- [What you are asked to do]
Every line in the records below that holds "super" must be identified and copied.

- [Provided material]
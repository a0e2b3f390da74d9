//! Telemetry for request admission and processing.
//!
//! The gate emits structured events through a sink. It doesn't know how the
//! events are consumed: the embedding process decides whether they end up
//! in a trace file, a metrics counter or nowhere at all.
//!
//! # Example
//!
//! ```ignore
//! use serialgate::gate::{TelemetryEvent, TelemetrySink};
//!
//! struct RejectionCounter(std::sync::atomic::AtomicU64);
//!
//! impl TelemetrySink for RejectionCounter {
//!     fn emit(&self, event: TelemetryEvent) {
//!         if let TelemetryEvent::RequestRejected { .. } = event {
//!             self.0.fetch_add(1, std::sync::atomic::Ordering::Relaxed);
//!         }
//!     }
//! }
//! ```

use super::envelope::RequestId;
use std::sync::Arc;
use std::time::Duration;

// =============================================================================
// Telemetry Events
// =============================================================================

/// Events emitted along the request path and by the worker lifecycle.
#[derive(Clone, Debug, PartialEq)]
pub enum TelemetryEvent {
    // -------------------------------------------------------------------------
    // Admission
    // -------------------------------------------------------------------------
    /// A request entered the queue.
    RequestAdmitted {
        request_id: RequestId,
        queue_depth: usize,
    },

    /// A request was refused at admission.
    RequestRejected {
        request_id: RequestId,
        queue_full: bool,
        queue_depth: usize,
    },

    // -------------------------------------------------------------------------
    // Processing
    // -------------------------------------------------------------------------
    /// The worker took a request off the queue.
    RequestDequeued {
        request_id: RequestId,
        wait_time: Duration,
    },

    /// The engine produced a result.
    ComputeSucceeded {
        request_id: RequestId,
        duration: Duration,
    },

    /// The engine failed, panicked or was interrupted on this request.
    ComputeFailed {
        request_id: RequestId,
        duration: Duration,
        message: String,
    },

    /// An outcome was handed to the response channel.
    ResponseDelivered {
        request_id: RequestId,
        /// False when the caller had already stopped listening.
        delivered: bool,
        total_time: Duration,
    },

    // -------------------------------------------------------------------------
    // Worker Lifecycle
    // -------------------------------------------------------------------------
    /// The engine is built and the worker loop accepts requests.
    WorkerStarted { construction_time: Duration },

    /// The worker loop terminated.
    WorkerStopped {
        reason: String,
        expected: bool,
        processed: u64,
        drained: usize,
    },

    /// The engine factory failed; the service never started.
    EngineConstructionFailed { message: String },
}

impl TelemetryEvent {
    /// Returns the request ID associated with this event, if any.
    pub fn request_id(&self) -> Option<RequestId> {
        match self {
            Self::RequestAdmitted { request_id, .. }
            | Self::RequestRejected { request_id, .. }
            | Self::RequestDequeued { request_id, .. }
            | Self::ComputeSucceeded { request_id, .. }
            | Self::ComputeFailed { request_id, .. }
            | Self::ResponseDelivered { request_id, .. } => Some(*request_id),
            Self::WorkerStarted { .. }
            | Self::WorkerStopped { .. }
            | Self::EngineConstructionFailed { .. } => None,
        }
    }

    /// Returns a short name for this event type.
    pub fn event_type(&self) -> &'static str {
        match self {
            Self::RequestAdmitted { .. } => "request_admitted",
            Self::RequestRejected { .. } => "request_rejected",
            Self::RequestDequeued { .. } => "request_dequeued",
            Self::ComputeSucceeded { .. } => "compute_succeeded",
            Self::ComputeFailed { .. } => "compute_failed",
            Self::ResponseDelivered { .. } => "response_delivered",
            Self::WorkerStarted { .. } => "worker_started",
            Self::WorkerStopped { .. } => "worker_stopped",
            Self::EngineConstructionFailed { .. } => "engine_construction_failed",
        }
    }
}

// =============================================================================
// Telemetry Sink Trait
// =============================================================================

/// Sink for telemetry events.
///
/// Events are emitted from producer contexts and from the worker thread, so
/// implementations must be `Send + Sync`. `emit` runs on the request path
/// and must not block.
pub trait TelemetrySink: Send + Sync {
    /// Called when a telemetry event occurs.
    fn emit(&self, event: TelemetryEvent);
}

// =============================================================================
// Built-in Sink Implementations
// =============================================================================

/// No-op sink.
#[derive(Debug, Clone, Copy, Default)]
pub struct NullTelemetrySink;

impl TelemetrySink for NullTelemetrySink {
    fn emit(&self, _event: TelemetryEvent) {}
}

/// Sink that writes every event as a `tracing` record.
///
/// With the file layer from [`crate::logging`] installed this is the
/// timestamped trace destination for admission, dequeue, compute duration
/// and delivery.
#[derive(Debug, Clone, Copy, Default)]
pub struct TracingTelemetrySink;

impl TelemetrySink for TracingTelemetrySink {
    fn emit(&self, event: TelemetryEvent) {
        match &event {
            TelemetryEvent::RequestAdmitted {
                request_id,
                queue_depth,
            } => {
                tracing::debug!(
                    request_id = %request_id,
                    queue_depth = queue_depth,
                    "Request admitted"
                );
            }
            TelemetryEvent::RequestRejected {
                request_id,
                queue_full,
                queue_depth,
            } => {
                tracing::warn!(
                    request_id = %request_id,
                    queue_full = queue_full,
                    queue_depth = queue_depth,
                    "Request rejected"
                );
            }
            TelemetryEvent::RequestDequeued {
                request_id,
                wait_time,
            } => {
                tracing::debug!(
                    request_id = %request_id,
                    wait_time_ms = wait_time.as_millis(),
                    "Request dequeued"
                );
            }
            TelemetryEvent::ComputeSucceeded {
                request_id,
                duration,
            } => {
                tracing::info!(
                    request_id = %request_id,
                    duration_ms = duration.as_millis(),
                    "Compute succeeded"
                );
            }
            TelemetryEvent::ComputeFailed {
                request_id,
                duration,
                message,
            } => {
                tracing::warn!(
                    request_id = %request_id,
                    duration_ms = duration.as_millis(),
                    error = %message,
                    "Compute failed"
                );
            }
            TelemetryEvent::ResponseDelivered {
                request_id,
                delivered,
                total_time,
            } => {
                tracing::debug!(
                    request_id = %request_id,
                    delivered = delivered,
                    total_time_ms = total_time.as_millis(),
                    "Response delivered"
                );
            }
            TelemetryEvent::WorkerStarted { construction_time } => {
                tracing::info!(
                    construction_ms = construction_time.as_millis(),
                    "Compute worker started"
                );
            }
            TelemetryEvent::WorkerStopped {
                reason,
                expected,
                processed,
                drained,
            } => {
                if *expected {
                    tracing::info!(
                        reason = %reason,
                        processed = processed,
                        drained = drained,
                        "Compute worker stopped"
                    );
                } else {
                    tracing::error!(
                        reason = %reason,
                        processed = processed,
                        drained = drained,
                        "Compute worker stopped unexpectedly"
                    );
                }
            }
            TelemetryEvent::EngineConstructionFailed { message } => {
                tracing::error!(error = %message, "Engine construction failed");
            }
        }
    }
}

/// Sink that forwards events to multiple sinks.
pub struct MultiplexTelemetrySink {
    sinks: Vec<Arc<dyn TelemetrySink>>,
}

impl MultiplexTelemetrySink {
    /// Creates a new multiplex sink with the given sinks.
    pub fn new(sinks: Vec<Arc<dyn TelemetrySink>>) -> Self {
        Self { sinks }
    }

    /// Adds a sink to the multiplex.
    pub fn add_sink(&mut self, sink: Arc<dyn TelemetrySink>) {
        self.sinks.push(sink);
    }
}

impl TelemetrySink for MultiplexTelemetrySink {
    fn emit(&self, event: TelemetryEvent) {
        for sink in &self.sinks {
            sink.emit(event.clone());
        }
    }
}

impl std::fmt::Debug for MultiplexTelemetrySink {
    fn fmt(&self, f: &mut std::fmt::Formatter<'_>) -> std::fmt::Result {
        f.debug_struct("MultiplexTelemetrySink")
            .field("sink_count", &self.sinks.len())
            .finish()
    }
}

#[cfg(test)]
mod tests {
    use super::*;
    use std::sync::atomic::{AtomicUsize, Ordering};

    fn admitted(id: u64) -> TelemetryEvent {
        TelemetryEvent::RequestAdmitted {
            request_id: RequestId::new(id),
            queue_depth: 1,
        }
    }

    #[test]
    fn test_null_sink() {
        NullTelemetrySink.emit(admitted(1));
    }

    #[test]
    fn test_tracing_sink() {
        // Should not panic (a subscriber may or may not be installed)
        TracingTelemetrySink.emit(admitted(1));
        TracingTelemetrySink.emit(TelemetryEvent::WorkerStopped {
            reason: "test".to_string(),
            expected: false,
            processed: 0,
            drained: 0,
        });
    }

    #[test]
    fn test_event_request_id() {
        assert_eq!(admitted(5).request_id(), Some(RequestId::new(5)));
        assert_eq!(
            TelemetryEvent::WorkerStarted {
                construction_time: Duration::ZERO
            }
            .request_id(),
            None
        );
    }

    #[test]
    fn test_event_type_names() {
        assert_eq!(admitted(1).event_type(), "request_admitted");
        assert_eq!(
            TelemetryEvent::ComputeFailed {
                request_id: RequestId::new(1),
                duration: Duration::ZERO,
                message: "boom".to_string(),
            }
            .event_type(),
            "compute_failed"
        );
        assert_eq!(
            TelemetryEvent::EngineConstructionFailed {
                message: String::new()
            }
            .event_type(),
            "engine_construction_failed"
        );
    }

    #[test]
    fn test_multiplex_sink() {
        struct CountingSink(AtomicUsize);

        impl TelemetrySink for CountingSink {
            fn emit(&self, _event: TelemetryEvent) {
                self.0.fetch_add(1, Ordering::Relaxed);
            }
        }

        let sink1 = Arc::new(CountingSink(AtomicUsize::new(0)));
        let sink2 = Arc::new(CountingSink(AtomicUsize::new(0)));

        let mut multiplex =
            MultiplexTelemetrySink::new(vec![Arc::clone(&sink1) as Arc<dyn TelemetrySink>]);
        multiplex.add_sink(Arc::clone(&sink2) as Arc<dyn TelemetrySink>);

        multiplex.emit(admitted(1));
        multiplex.emit(admitted(2));

        assert_eq!(sink1.0.load(Ordering::Relaxed), 2);
        assert_eq!(sink2.0.load(Ordering::Relaxed), 2);
        assert!(format!("{:?}", multiplex).contains("sink_count: 2"));
    }
}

- [Response below]
use super::envelope::RequestId;
    use super::*;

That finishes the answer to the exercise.